Gladiators reboot and the return of linear teatime TV

 The cast of Gladiators.
The cast of Gladiators.

More than 30 years after their first outing on ITV, the Gladiators have re-entered the TV arena, with the first episode broadcast on BBC One last Saturday.

"This camp, sweaty, Saturday-night entertainment" delivers a "sugary old-school rush", said Jack Seale in The Guardian.

The format – "physical challenges in which members of the public with fitness addictions and mild narcissism take on retired athletes with shiny leotards and severe narcissism" – remains the same, with "contenders" – two women and two men in each hour-long episode – competing in games against Gladiators, before going head to head in the final obstacle course event, the Eliminator.

Who is taking part?

"The original series was dominated by ex-squaddies and county athletes," said The Independent, but in this remake "both the Gladiators and the contestants are prime physical specimens, rather than ordinary people".

The Gladiators are "a new cohort of sprinters, gymnasts and bodybuilders, with stage names such as Giant, Fire, Electro, Nitro and Comet", said The Guardian. Each enters the arena to their signature track, and performs their signature moves, in a "90s fever dream of glittering Spandex and rippling muscles", said The Independent. It is "pure theatre".

David Brown, TV critic at Radio Times, agreed, telling BBC Radio 4's The Media Show that "it had a kind of pantomime feel". There are two new love-to-hate Gladiators to take on the mantle of Wolf from the first series: "Legend, who described himself as a cross between Gandhi and David Hasselhoff", and "Viper, who scowled so consistently throughout the whole hour that I thought that shiny Spandex suit was chafing in a delicate area".

Between-bout bants comes from father-and-son team Bradley and Barney Walsh, with Bradley "as smooth and funny as ever" while his son seems to be "struggling", standing "Playmobil-stiff in his new blue suit, waiting for his turn to speak", said The Guardian.
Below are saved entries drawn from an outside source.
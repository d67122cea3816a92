use std::path::{Path, PathBuf};
use std::sync::Arc;

use arrow_array::cast::AsArray;
use arrow_array::types::Int64Type;
use arrow_array::{
    Array, ArrayRef, BinaryArray, BooleanArray, Date32Array, Float32Array, Float64Array,
    Int16Array, Int32Array, Int64Array, StringArray, Time32MillisecondArray,
    TimestampMillisecondArray, UInt64Array,
};
use arrow_schema::DataType;
use ogrio::errors::OgrioError;
use ogrio::read::{read_arrays, ReadOptions};
use ogrio::schema::{read_info, InfoOptions};
use ogrio::{write_arrays, ColumnarBatch, GeometryType, WriteMode, WriteOptions};

fn fixture(name: &str) -> PathBuf {
    Path::new(env!("CARGO_MANIFEST_DIR"))
        .join("fixtures")
        .join(name)
}

fn regions() -> ColumnarBatch {
    read_arrays(fixture("regions.geojson"), &ReadOptions::default())
        .unwrap()
        .batch
}

#[test]
fn test_gpkg_round_trip() {
    let dir = tempfile::tempdir().unwrap();
    let path = dir.path().join("regions.gpkg");
    let source = regions();
    let options = WriteOptions {
        crs: Some("EPSG:4326".to_string()),
        geometry_type: Some(GeometryType::POLYGON),
        ..Default::default()
    };
    let summary = write_arrays(&path, &source, &options).unwrap();
    assert_eq!(summary.rows_written, 5);
    assert_eq!(summary.layer, "regions");
    assert_eq!(summary.driver, "GPKG");

    let info = read_info(&path, &InfoOptions::default()).unwrap();
    assert_eq!(info.driver, "GPKG");
    assert_eq!(info.schema.geometry_type, GeometryType::POLYGON);
    assert_eq!(info.schema.crs.as_deref(), Some("EPSG:4326"));

    let result = read_arrays(&path, &ReadOptions::default()).unwrap();
    assert_eq!(result.batch.num_rows(), 5);
    for (name, column) in source.columns() {
        assert_eq!(result.batch.column(name).unwrap(), column, "column {name}");
    }
    assert_eq!(result.batch.geometry(), source.geometry());
}

#[test]
fn test_typed_round_trip() {
    let dir = tempfile::tempdir().unwrap();
    let path = dir.path().join("typed.gpkg");
    let columns: Vec<(String, ArrayRef)> = vec![
        (
            "flag".to_string(),
            Arc::new(BooleanArray::from(vec![Some(true), None, Some(false)])),
        ),
        (
            "small".to_string(),
            Arc::new(Int16Array::from(vec![Some(-7), Some(300), None])),
        ),
        (
            "count".to_string(),
            Arc::new(Int32Array::from(vec![None, Some(1), Some(i32::MAX)])),
        ),
        (
            "big".to_string(),
            Arc::new(Int64Array::from(vec![Some(i64::MIN + 1), None, Some(1 << 40)])),
        ),
        (
            "ratio".to_string(),
            Arc::new(Float32Array::from(vec![Some(0.5), Some(-1.25), None])),
        ),
        (
            "value".to_string(),
            Arc::new(Float64Array::from(vec![None, Some(1e-9), Some(12345.678)])),
        ),
        (
            "label".to_string(),
            Arc::new(StringArray::from(vec![Some("é ü"), Some(""), None])),
        ),
        (
            "blob".to_string(),
            Arc::new(BinaryArray::from(vec![
                Some(&[0u8, 1, 255][..]),
                None,
                Some(&[42u8][..]),
            ])),
        ),
        (
            "day".to_string(),
            Arc::new(Date32Array::from(vec![Some(19_000), Some(-1), None])),
        ),
        (
            "stamp".to_string(),
            Arc::new(TimestampMillisecondArray::from(vec![
                Some(1_592_215_200_123),
                None,
                Some(-86_400_000),
            ])),
        ),
    ];
    let source = ColumnarBatch::try_new(columns, None).unwrap();
    write_arrays(&path, &source, &WriteOptions::default()).unwrap();

    let info = read_info(&path, &InfoOptions::default()).unwrap();
    assert_eq!(info.schema.geometry_type, GeometryType::NONE);
    let result = read_arrays(&path, &ReadOptions::default()).unwrap();
    assert!(result.batch.geometry().is_none());
    for (name, column) in source.columns() {
        let read = result.batch.column(name).unwrap();
        assert_eq!(read.data_type(), column.data_type(), "column {name}");
        assert_eq!(read, column, "column {name}");
    }
}

#[test]
fn test_unsupported_types_rejected_before_writing() {
    let dir = tempfile::tempdir().unwrap();
    let path = dir.path().join("rejected.gpkg");

    let times: ArrayRef = Arc::new(Time32MillisecondArray::from(vec![1_000]));
    let batch = ColumnarBatch::try_new(vec![("at".to_string(), times)], None).unwrap();
    let err = write_arrays(&path, &batch, &WriteOptions::default()).unwrap_err();
    assert!(
        matches!(&err, OgrioError::UnsupportedFieldType { field, .. } if field == "at"),
        "{err:?}"
    );

    let ids: ArrayRef = Arc::new(UInt64Array::from(vec![u64::MAX]));
    let batch = ColumnarBatch::try_new(vec![("id".to_string(), ids)], None).unwrap();
    let err = write_arrays(&path, &batch, &WriteOptions::default()).unwrap_err();
    assert!(matches!(err, OgrioError::UnsupportedFieldType { .. }), "{err:?}");

    assert!(!path.exists());
}

#[test]
fn test_small_transactions() {
    let dir = tempfile::tempdir().unwrap();
    let path = dir.path().join("batched.gpkg");
    let options = WriteOptions {
        batch_size: 2,
        ..Default::default()
    };
    let summary = write_arrays(&path, &regions(), &options).unwrap();
    assert_eq!(summary.rows_written, 5);
    let result = read_arrays(&path, &ReadOptions::default()).unwrap();
    assert_eq!(result.batch.num_rows(), 5);
}

#[test]
fn test_append_and_overwrite() {
    let dir = tempfile::tempdir().unwrap();
    let path = dir.path().join("regions.gpkg");
    write_arrays(&path, &regions(), &WriteOptions::default()).unwrap();

    let append = WriteOptions {
        mode: WriteMode::Append,
        ..Default::default()
    };
    write_arrays(&path, &regions(), &append).unwrap();
    let result = read_arrays(&path, &ReadOptions::default()).unwrap();
    assert_eq!(result.batch.num_rows(), 10);

    let pop: ArrayRef = Arc::new(Int64Array::from(vec![Some(1), Some(2)]));
    let small = ColumnarBatch::try_new(vec![("pop".to_string(), pop)], None).unwrap();
    let overwrite = WriteOptions {
        mode: WriteMode::Overwrite,
        ..Default::default()
    };
    write_arrays(&path, &small, &overwrite).unwrap();
    let result = read_arrays(&path, &ReadOptions::default()).unwrap();
    assert_eq!(result.batch.num_rows(), 2);
    assert_eq!(result.batch.column_names().collect::<Vec<_>>(), vec!["pop"]);
    assert!(result.batch.geometry().is_none());
}

#[test]
fn test_append_adds_missing_fields() {
    let dir = tempfile::tempdir().unwrap();
    let path = dir.path().join("grow.gpkg");
    let first: ArrayRef = Arc::new(Int64Array::from(vec![1]));
    let batch = ColumnarBatch::try_new(vec![("a".to_string(), first)], None).unwrap();
    write_arrays(&path, &batch, &WriteOptions::default()).unwrap();

    let a: ArrayRef = Arc::new(Int64Array::from(vec![2]));
    let b: ArrayRef = Arc::new(StringArray::from(vec!["two"]));
    let batch =
        ColumnarBatch::try_new(vec![("b".to_string(), b), ("a".to_string(), a)], None).unwrap();
    let append = WriteOptions {
        mode: WriteMode::Append,
        ..Default::default()
    };
    write_arrays(&path, &batch, &append).unwrap();

    let result = read_arrays(&path, &ReadOptions::default()).unwrap();
    assert_eq!(result.batch.column_names().collect::<Vec<_>>(), vec!["a", "b"]);
    let a = result.batch.column("a").unwrap().as_primitive::<Int64Type>();
    assert_eq!(a.values().to_vec(), vec![1, 2]);
    let b = result.batch.column("b").unwrap().as_string::<i32>();
    assert!(b.is_null(0));
    assert_eq!(b.value(1), "two");
}

#[test]
fn test_shapefile_laundered_names() {
    let dir = tempfile::tempdir().unwrap();
    let path = dir.path().join("laundered.shp");
    let source = regions();
    let values: ArrayRef =
        Arc::new(Int64Array::from(vec![Some(10), None, Some(30), Some(40), Some(50)]));
    let batch = ColumnarBatch::try_new(
        vec![("population_total".to_string(), values)],
        source.geometry().cloned(),
    )
    .unwrap();
    let options = WriteOptions {
        geometry_type: Some(GeometryType::POLYGON),
        ..Default::default()
    };
    let summary = write_arrays(&path, &batch, &options).unwrap();
    assert_eq!(summary.driver, "ESRI Shapefile");
    assert!(!summary.warnings.is_empty());

    let result = read_arrays(&path, &ReadOptions::default()).unwrap();
    assert_eq!(result.batch.num_rows(), 5);
    let column = result.batch.column("population").unwrap();
    assert_eq!(column.data_type(), &DataType::Int64);
    let column = column.as_primitive::<Int64Type>();
    assert_eq!(column.value(0), 10);
    assert_eq!(column.value(4), 50);
}

#[test]
fn test_mode_create_requires_new_path() {
    let dir = tempfile::tempdir().unwrap();
    let path = dir.path().join("regions.gpkg");
    write_arrays(&path, &regions(), &WriteOptions::default()).unwrap();
    assert!(matches!(
        write_arrays(&path, &regions(), &WriteOptions::default()),
        Err(OgrioError::BadArgument(_))
    ));
}

fn point_wkb(x: f64, y: f64) -> Vec<u8> {
    let mut wkb = vec![1u8, 1, 0, 0, 0];
    wkb.extend_from_slice(&x.to_le_bytes());
    wkb.extend_from_slice(&y.to_le_bytes());
    wkb
}

#[test]
fn test_append_rejects_mismatched_type() {
    let dir = tempfile::tempdir().unwrap();
    let path = dir.path().join("typed.gpkg");
    let a: ArrayRef = Arc::new(Int64Array::from(vec![1, 2]));
    let batch = ColumnarBatch::try_new(vec![("a".to_string(), a)], None).unwrap();
    write_arrays(&path, &batch, &WriteOptions::default()).unwrap();

    let append = WriteOptions {
        mode: WriteMode::Append,
        ..Default::default()
    };
    let text: ArrayRef = Arc::new(StringArray::from(vec!["three"]));
    let batch = ColumnarBatch::try_new(vec![("a".to_string(), text)], None).unwrap();
    let err = write_arrays(&path, &batch, &append).unwrap_err();
    assert!(
        matches!(&err, OgrioError::UnsupportedFieldType { field, .. } if field == "a"),
        "{err:?}"
    );

    // Integer widens into Integer64.
    let small: ArrayRef = Arc::new(Int32Array::from(vec![3]));
    let batch = ColumnarBatch::try_new(vec![("a".to_string(), small)], None).unwrap();
    write_arrays(&path, &batch, &append).unwrap();

    let result = read_arrays(&path, &ReadOptions::default()).unwrap();
    let a = result.batch.column("a").unwrap().as_primitive::<Int64Type>();
    assert_eq!(a.values().to_vec(), vec![1, 2, 3]);
}

#[test]
fn test_failed_row_rolls_back_its_batch() {
    let dir = tempfile::tempdir().unwrap();
    let path = dir.path().join("partial.gpkg");
    let ids: ArrayRef = Arc::new(Int64Array::from(vec![0, 1, 2, 3, 4]));
    let mut wkbs: Vec<Vec<u8>> = (0..5).map(|i| point_wkb(i as f64, 0.0)).collect();
    // Truncated point
    wkbs[2].truncate(9);
    let geometry = BinaryArray::from_iter_values(wkbs.iter());
    let batch = ColumnarBatch::try_new(vec![("id".to_string(), ids)], Some(geometry)).unwrap();
    let options = WriteOptions {
        geometry_type: Some(GeometryType::POINT),
        batch_size: 2,
        ..Default::default()
    };

    let err = write_arrays(&path, &batch, &options).unwrap_err();
    assert!(matches!(err, OgrioError::WriteError { row: 2, .. }), "{err:?}");

    let result = read_arrays(&path, &ReadOptions::default()).unwrap();
    let ids = result.batch.column("id").unwrap().as_primitive::<Int64Type>();
    assert_eq!(ids.values().to_vec(), vec![0, 1]);
}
And football commentator Guy Mowbray's "considered tones are not the natural accompaniment to 1,000 pumped studio audience members waving foam fingers and singing Another One Bites the Dust, because someone who once nearly won a bronze in Commonwealth Games powerlifting has just pushed an IT engineer from Leeds off some oversized playground equipment", the paper added.
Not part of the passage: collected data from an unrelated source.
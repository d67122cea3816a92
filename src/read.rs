//! Vectorized reading
//!
//! Features are streamed from a layer in a single forward pass and decoded straight into Arrow
//! builders: one per selected attribute field, one for the WKB geometries and one for the
//! feature ids. Filters are applied by the driver while streaming, so features that do not
//! match are never decoded.
//!
//! [`read_arrays`] reads everything into one batch. [`BatchReader`] yields bounded batches for
//! layers too large to hold at once.
//!
//! ```no_run
//! use ogrio::read::{read_arrays, BoundingBox, ReadOptions};
//!
//! let options = ReadOptions {
//!     bbox: Some(BoundingBox::new(15.0, -5.0, 35.0, 15.0)?),
//!     where_clause: Some("pop > 1000000".to_string()),
//!     ..Default::default()
//! };
//! let result = read_arrays("fixtures/regions.geojson", &options)?;
//! println!("{} rows", result.batch.num_rows());
//! # Ok::<(), ogrio::errors::OgrioError>(())
//! ```

use std::path::Path;

use arrow_array::builder::{BinaryBuilder, Int64Builder};
use arrow_array::Int64Array;
use gdal_sys::{OGREnvelope, OGRLayerH};
use geo_types::{coord, Rect};

use crate::batch::{ColumnBuilder, ColumnarBatch};
use crate::config::ConfigOptions;
use crate::dataset::{Dataset, LayerSelector};
use crate::error_stack::{ErrorScope, Warning};
use crate::errors::*;
use crate::schema::{open_dataset, FieldSchema, LayerSchema};
use crate::vector::{Feature, GeometryType, Layer, LayerCaps};

/// Rows per batch of a [`BatchReader`] unless configured otherwise.
pub const DEFAULT_BATCH_SIZE: usize = 65_536;
/// Initial builder capacity when the driver cannot count features cheaply, and the most a
/// [`BatchReader`] preallocates per batch.
const DEFAULT_CAPACITY: usize = 1_024;
/// Pseudo field name that makes `OGR_L_SetIgnoredFields` skip geometries.
const IGNORE_GEOMETRY: &str = "OGR_GEOMETRY";

/// An axis aligned rectangle in layer coordinates.
#[derive(Clone, Copy, Debug, PartialEq)]
pub struct BoundingBox {
    pub min_x: f64,
    pub min_y: f64,
    pub max_x: f64,
    pub max_y: f64,
}

impl BoundingBox {
    /// Fails unless all bounds are finite and each minimum is at most its maximum.
    pub fn new(min_x: f64, min_y: f64, max_x: f64, max_y: f64) -> Result<BoundingBox> {
        let finite = [min_x, min_y, max_x, max_y].iter().all(|v| v.is_finite());
        if !finite || min_x > max_x || min_y > max_y {
            return Err(OgrioError::BadArgument(format!(
                "Invalid bounding box ({min_x}, {min_y}, {max_x}, {max_y})"
            )));
        }
        Ok(BoundingBox {
            min_x,
            min_y,
            max_x,
            max_y,
        })
    }
}

impl From<Rect<f64>> for BoundingBox {
    fn from(rect: Rect<f64>) -> Self {
        let (min, max) = (rect.min(), rect.max());
        BoundingBox {
            min_x: min.x,
            min_y: min.y,
            max_x: max.x,
            max_y: max.y,
        }
    }
}

impl From<BoundingBox> for Rect<f64> {
    fn from(bbox: BoundingBox) -> Self {
        Rect::new(
            coord! { x: bbox.min_x, y: bbox.min_y },
            coord! { x: bbox.max_x, y: bbox.max_y },
        )
    }
}

impl From<OGREnvelope> for BoundingBox {
    fn from(envelope: OGREnvelope) -> Self {
        BoundingBox {
            min_x: envelope.MinX,
            min_y: envelope.MinY,
            max_x: envelope.MaxX,
            max_y: envelope.MaxY,
        }
    }
}

/// Options of [`read_arrays`], [`BatchReader`] and [`read_bounds`].
#[derive(Clone, Debug)]
pub struct ReadOptions {
    pub layer: LayerSelector,
    /// Restrict opening to this driver.
    pub driver: Option<String>,
    pub open_options: Vec<(String, String)>,
    pub config: ConfigOptions,
    /// Attribute fields to read, returned in layer order. Unknown names are ignored; `None`
    /// reads every field.
    pub columns: Option<Vec<String>>,
    pub read_geometry: bool,
    /// Drop Z and M dimensions from geometries.
    pub force_2d: bool,
    /// Only features whose geometry intersects this box.
    pub bbox: Option<BoundingBox>,
    /// Only features matching this OGR SQL `WHERE` expression.
    pub where_clause: Option<String>,
    /// Features to skip, after filtering.
    pub skip_features: u64,
    /// Maximum number of features to read, after filtering and skipping.
    pub max_features: Option<u64>,
    /// Read exactly these features, in this order. Excludes filters, skipping and limits.
    pub fids: Option<Vec<i64>>,
    /// Rows per batch of a [`BatchReader`].
    pub batch_size: usize,
}

impl Default for ReadOptions {
    fn default() -> Self {
        ReadOptions {
            layer: LayerSelector::default(),
            driver: None,
            open_options: Vec::new(),
            config: ConfigOptions::default(),
            columns: None,
            read_geometry: true,
            force_2d: false,
            bbox: None,
            where_clause: None,
            skip_features: 0,
            max_features: None,
            fids: None,
            batch_size: DEFAULT_BATCH_SIZE,
        }
    }
}

impl ReadOptions {
    fn validate(&self) -> Result<()> {
        if self.batch_size == 0 {
            return Err(OgrioError::BadArgument(
                "batch_size must be greater than zero".to_string(),
            ));
        }
        if self.fids.is_some()
            && (self.bbox.is_some()
                || self.where_clause.is_some()
                || self.skip_features > 0
                || self.max_features.is_some())
        {
            return Err(OgrioError::BadArgument(
                "fids cannot be combined with bbox, where_clause, skip_features or max_features"
                    .to_string(),
            ));
        }
        Ok(())
    }

    fn has_filters(&self) -> bool {
        self.bbox.is_some() || self.where_clause.is_some()
    }
}

/// Result of [`read_arrays`].
#[derive(Debug)]
pub struct ReadResult {
    /// Schema of the layer, restricted to the columns read.
    pub schema: LayerSchema,
    pub batch: ColumnarBatch,
    pub warnings: Vec<Warning>,
}

/// Reads the selected layer of `path` into a single batch.
///
/// Fails with [`OgrioError::ReadError`] if the driver reports an error while streaming; no
/// partial result is returned.
pub fn read_arrays<P: AsRef<Path>>(path: P, options: &ReadOptions) -> Result<ReadResult> {
    let path = path.as_ref();
    options.validate()?;
    let _config = options.config.apply()?;
    let scope = ErrorScope::new();
    let result = read_arrays_inner(path, options, &scope);
    let ((schema, batch), warnings) = scope.finish(result, read_error)?;
    Ok(ReadResult {
        schema,
        batch,
        warnings,
    })
}

/// Number of rows a read will produce, when the driver can tell cheaply.
fn expected_rows(layer: &Layer<'_>, options: &ReadOptions) -> Option<usize> {
    match &options.fids {
        Some(fids) => Some(fids.len()),
        None => layer.feature_count(false).map(|count| {
            let count = count.saturating_sub(options.skip_features);
            let count = options.max_features.map_or(count, |max| count.min(max));
            usize::try_from(count).unwrap_or(usize::MAX)
        }),
    }
}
Overseeing fair play on the floor is former Premier League referee Mark Clattenburg, with a "nice rasping urgency" to his decisions.

What do the games involve?

Most games are familiar, such as Duel, "where the gladiator pokes the contestant with a giant spongy cotton bud until they fall off a plinth", and Hang Tough, where a contender clings to swinging rings while a gladiator attempts to "yank them off", said The Guardian.
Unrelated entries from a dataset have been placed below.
//! Schema resolution
//!
//! Opens a dataset, resolves one of its layers and describes it: geometry type, CRS, the
//! attribute fields with the Arrow type each is read as, and the feature count.

use std::collections::HashMap;
use std::path::Path;

use arrow_schema::{DataType, Field, Schema};

use crate::config::ConfigOptions;
use crate::dataset::{Dataset, LayerSelector};
use crate::error_stack::{ErrorScope, Warning};
use crate::errors::*;
use crate::options::DatasetOptions;
use crate::read::BoundingBox;
use crate::types::{to_arrow, NativeFieldType};
use crate::vector::{FieldDef, GeometryType, Layer, LayerCaps};

/// One attribute field of a layer.
#[derive(Clone, Debug, PartialEq, Eq)]
pub struct FieldSchema {
    pub name: String,
    /// Arrow type the field is read as.
    pub data_type: DataType,
    pub native: NativeFieldType,
    pub width: i32,
    pub precision: i32,
    pub nullable: bool,
    /// Position of the field in the layer definition.
    pub(crate) index: usize,
}

impl From<FieldDef> for FieldSchema {
    fn from(def: FieldDef) -> Self {
        FieldSchema {
            data_type: to_arrow(def.native),
            name: def.name,
            native: def.native,
            width: def.width,
            precision: def.precision,
            nullable: def.nullable,
            index: def.index,
        }
    }
}

/// Normalized description of a layer.
#[derive(Clone, Debug, PartialEq, Eq)]
pub struct LayerSchema {
    pub layer_name: String,
    pub geometry_type: GeometryType,
    /// `AUTHORITY:CODE` when identifiable, WKT otherwise; `None` without a CRS.
    pub crs: Option<String>,
    pub fields: Vec<FieldSchema>,
    pub fid_column: Option<String>,
    pub geometry_column: Option<String>,
}

impl LayerSchema {
    pub fn from_layer(layer: &Layer<'_>) -> Result<LayerSchema> {
        Ok(LayerSchema {
            layer_name: layer.name(),
            geometry_type: layer.geometry_type(),
            crs: layer.crs()?,
            fields: layer.fields().into_iter().map(FieldSchema::from).collect(),
            fid_column: layer.fid_column(),
            geometry_column: layer.geometry_column(),
        })
    }

    pub fn field(&self, name: &str) -> Option<&FieldSchema> {
        self.fields.iter().find(|f| f.name == name)
    }

    /// Keeps the fields named in `columns`, in layer order. Unknown names are ignored.
    pub fn select(&self, columns: Option<&[String]>) -> LayerSchema {
        let Some(columns) = columns else {
            return self.clone();
        };
        LayerSchema {
            fields: self
                .fields
                .iter()
                .filter(|f| columns.contains(&f.name))
                .cloned()
                .collect(),
            ..self.clone()
        }
    }

    /// Arrow schema of the attribute fields.
    ///
    /// Every field is nullable: OGR reports unset values as nulls even on fields declared
    /// `NOT NULL`.
    pub fn to_arrow_schema(&self) -> Schema {
        let mut metadata = HashMap::new();
        if let Some(crs) = &self.crs {
            metadata.insert("crs".to_string(), crs.clone());
        }
        metadata.insert("geometry_type".to_string(), self.geometry_type.name());
        Schema::new_with_metadata(
            self.fields
                .iter()
                .map(|f| Field::new(&f.name, f.data_type.clone(), true))
                .collect::<Vec<_>>(),
            metadata,
        )
    }
}

/// Layer capabilities relevant to reading.
#[derive(Clone, Copy, Debug, Default, PartialEq, Eq)]
pub struct ReadCapabilities {
    pub random_read: bool,
    pub fast_set_next_by_index: bool,
    pub fast_spatial_filter: bool,
    pub fast_feature_count: bool,
    pub fast_total_bounds: bool,
}

/// Everything [`read_info`] reports about a layer.
#[derive(Clone, Debug, PartialEq)]
pub struct LayerInfo {
    pub schema: LayerSchema,
    /// Driver short name.
    pub driver: String,
    /// `None` when the driver cannot count cheaply and no forced count was requested.
    pub feature_count: Option<u64>,
    /// `None` when the driver cannot compute it cheaply and no forced computation was
    /// requested.
    pub total_bounds: Option<BoundingBox>,
    /// `UTF-8` when the driver guarantees UTF-8 strings.
    pub encoding: Option<String>,
    pub capabilities: ReadCapabilities,
    pub warnings: Vec<Warning>,
}

/// Options of [`read_info`].
#[derive(Clone, Debug, Default)]
pub struct InfoOptions {
    pub layer: LayerSelector,
    /// Restrict opening to this driver.
    pub driver: Option<String>,
    pub open_options: Vec<(String, String)>,
    pub config: ConfigOptions,
    /// Count features even when the driver can only do so by scanning the layer.
    pub force_feature_count: bool,
    /// Compute the total bounds even when the driver can only do so by scanning the layer.
    pub force_total_bounds: bool,
}

/// Opens `path` read-only, restricted to `driver` when given.
pub(crate) fn open_dataset(
    path: &Path,
    driver: Option<&str>,
    open_options: &[(String, String)],
) -> Result<Dataset> {
    let drivers = driver.map(|d| [d]);
    let pairs: Vec<(&str, &str)> = open_options
        .iter()
        .map(|(k, v)| (k.as_str(), v.as_str()))
        .collect();
    Dataset::open_ex(
        path,
        DatasetOptions {
            allowed_drivers: drivers.as_ref().map(|d| &d[..]),
            open_options: (!pairs.is_empty()).then_some(&pairs[..]),
            ..Default::default()
        },
    )
}

/// Describes one layer of the dataset at `path`.
///
/// ```no_run
/// use ogrio::schema::{read_info, InfoOptions};
///
/// let info = read_info("fixtures/regions.geojson", &InfoOptions::default()).unwrap();
/// for field in &info.schema.fields {
///     println!("{}: {}", field.name, field.data_type);
/// }
/// ```
pub fn read_info<P: AsRef<Path>>(path: P, options: &InfoOptions) -> Result<LayerInfo> {
    let path = path.as_ref();
    let _config = options.config.apply()?;
    let scope = ErrorScope::new();
    let result = info_inner(path, options);
    let (mut info, warnings) = scope.finish(result, |class, msg| OgrioError::ReadError {
        class,
        msg,
    })?;
    info.warnings = warnings;
    Ok(info)
}

fn info_inner(path: &Path, options: &InfoOptions) -> Result<LayerInfo> {
    let dataset = open_dataset(path, options.driver.as_deref(), &options.open_options)?;
    let layer = dataset.resolve_layer(&options.layer)?;
    let schema = LayerSchema::from_layer(&layer)?;
    log::debug!(
        "resolved layer '{}' ({}, {} fields) in '{}'",
        schema.layer_name,
        schema.geometry_type,
        schema.fields.len(),
        path.display()
    );
    let capabilities = ReadCapabilities {
        random_read: layer.has_capability(LayerCaps::RandomRead),
        fast_set_next_by_index: layer.has_capability(LayerCaps::FastSetNextByIndex),
        fast_spatial_filter: layer.has_capability(LayerCaps::FastSpatialFilter),
        fast_feature_count: layer.has_capability(LayerCaps::FastFeatureCount),
        fast_total_bounds: layer.has_capability(LayerCaps::FastGetExtent),
    };
    let has_geometry = schema.geometry_type != GeometryType::NONE;
    Ok(LayerInfo {
        driver: dataset.driver()?.short_name(),
        feature_count: layer.feature_count(options.force_feature_count),
        total_bounds: if has_geometry {
            layer.extent(options.force_total_bounds)
        } else {
            None
        },
        encoding: layer
            .has_capability(LayerCaps::StringsAsUtf8)
            .then(|| "UTF-8".to_string()),
        capabilities,
        schema,
        warnings: Vec::new(),
    })
}

/// Name and geometry type of every layer of the dataset at `path`, in dataset order.
pub fn list_layers<P: AsRef<Path>>(path: P) -> Result<Vec<(String, GeometryType)>> {
    let path = path.as_ref();
    let scope = ErrorScope::new();
    let result = Dataset::open(path).and_then(|dataset| {
        Ok(dataset
            .layers()?
            .map(|layer| (layer.name(), layer.geometry_type()))
            .collect::<Vec<_>>())
    });
    let (layers, _) = scope.finish(result, |class, msg| OgrioError::ReadError { class, msg })?;
    Ok(layers)
}

#[cfg(test)]
mod tests {
    use super::*;
    use crate::test_utils::fixture;

    #[test]
    fn test_read_info() {
        let info = read_info(fixture("regions.geojson"), &InfoOptions::default()).unwrap();
        assert_eq!(info.driver, "GeoJSON");
        assert_eq!(info.schema.layer_name, "regions");
        assert_eq!(info.schema.geometry_type, GeometryType::POLYGON);
        assert_eq!(info.schema.crs.as_deref(), Some("EPSG:4326"));
        let fields: Vec<_> = info
            .schema
            .fields
            .iter()
            .map(|f| (f.name.as_str(), f.data_type.clone()))
            .collect();
        assert_eq!(
            fields,
            vec![
                ("name", DataType::Utf8),
                ("pop", DataType::Int64),
                ("area", DataType::Float64),
            ]
        );
        assert_eq!(info.encoding.as_deref(), Some("UTF-8"));
    }

    #[test]
    fn test_forced_count() {
        let options = InfoOptions {
            force_feature_count: true,
            ..Default::default()
        };
        let info = read_info(fixture("regions.geojson"), &options).unwrap();
        assert_eq!(info.feature_count, Some(5));
    }

    #[test]
    fn test_forced_bounds() {
        let options = InfoOptions {
            force_total_bounds: true,
            ..Default::default()
        };
        let info = read_info(fixture("regions.geojson"), &options).unwrap();
        assert_eq!(
            info.total_bounds,
            Some(BoundingBox::new(0.0, 0.0, 50.0, 50.0).unwrap())
        );
    }

    #[test]
    fn test_schema_fidelity() {
        let info = read_info(fixture("regions.geojson"), &InfoOptions::default()).unwrap();
        for field in &info.schema.fields {
            assert_eq!(field.data_type, to_arrow(field.native));
        }
    }

    #[test]
    fn test_select_keeps_layer_order() {
        let info = read_info(fixture("regions.geojson"), &InfoOptions::default()).unwrap();
        let columns = vec!["area".to_string(), "missing".to_string(), "name".to_string()];
        let selected = info.schema.select(Some(&columns));
        let names: Vec<_> = selected.fields.iter().map(|f| f.name.as_str()).collect();
        assert_eq!(names, vec!["name", "area"]);
    }

    #[test]
    fn test_arrow_schema() {
        let info = read_info(fixture("regions.geojson"), &InfoOptions::default()).unwrap();
        let schema = info.schema.to_arrow_schema();
        assert_eq!(schema.fields().len(), 3);
        assert_eq!(schema.metadata().get("crs").map(String::as_str), Some("EPSG:4326"));
        assert!(schema.field_with_name("pop").unwrap().is_nullable());
    }

    #[test]
    fn test_list_layers() {
        let layers = list_layers(fixture("regions.geojson")).unwrap();
        assert_eq!(
            layers,
            vec![("regions".to_string(), GeometryType::POLYGON)]
        );
    }

    #[test]
    fn test_missing_layer() {
        let options = InfoOptions {
            layer: "nope".into(),
            ..Default::default()
        };
        assert!(matches!(
            read_info(fixture("regions.geojson"), &options),
            Err(OgrioError::LayerNotFound { .. })
        ));
    }
}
But there are a couple of new challenges. Collision involves contenders running across a wobbly bridge and throwing balls into baskets, dodging Gladiators swinging from ropes "set at a height that means the runners' faces are constantly buffeted by overdeveloped bums and thighs".

However, there aren't many games "where anyone with a rational sense of their own performance ability should expect to last more than a few seconds", advised The Independent.

What does it mean for linear TV?

In another nod to nostalgia for pre-catch-up times, this new series is being shown as linear TV – meaning programmes are broadcast on a predetermined schedule – with all viewers watching at the same time.

At its peak, the original series attracted a "huge 14 million viewers", said Virgin Radio, and it appears that "fans were itching for the reboot to hit the small screen" because episode one drew 6.4 million viewers at its peak.

And the new viewing figures have surprised some. They offer "a wake-up call to those confidently predicting the demise of linear TV", said Clean Feed. "Nobody would have expected the return of Gladiators to get 6m viewers", and it came as a "real shock".

Such numbers show the power of a tried-and-tested package to attract an audience. "There's a term for this: microwave TV, where you reheat a format," said Brown, adding that the January launch also played a part in its initial success. "Everyone's broke, it's too cold to go out, you want to keep that celebratory, Christmassy feeling going, and we want something that brings us all together, across the generations."

It also demonstrates how on-the-night and catch-up TV can work together to boost overall viewing totals. "Linear TV is actually working in a kind of symbiotic relationship with the streaming services," said Brown, when "interest is sparked on the evening" then people find out more on catch-up and perhaps return to watch it on terrestrial TV.

But, fundamentally, "there is a simple, unalloyed joy in seeing people getting smashed in the face with a giant Q-tip", said The Independent. "It is a pleasure that doesn't bear over-analysis."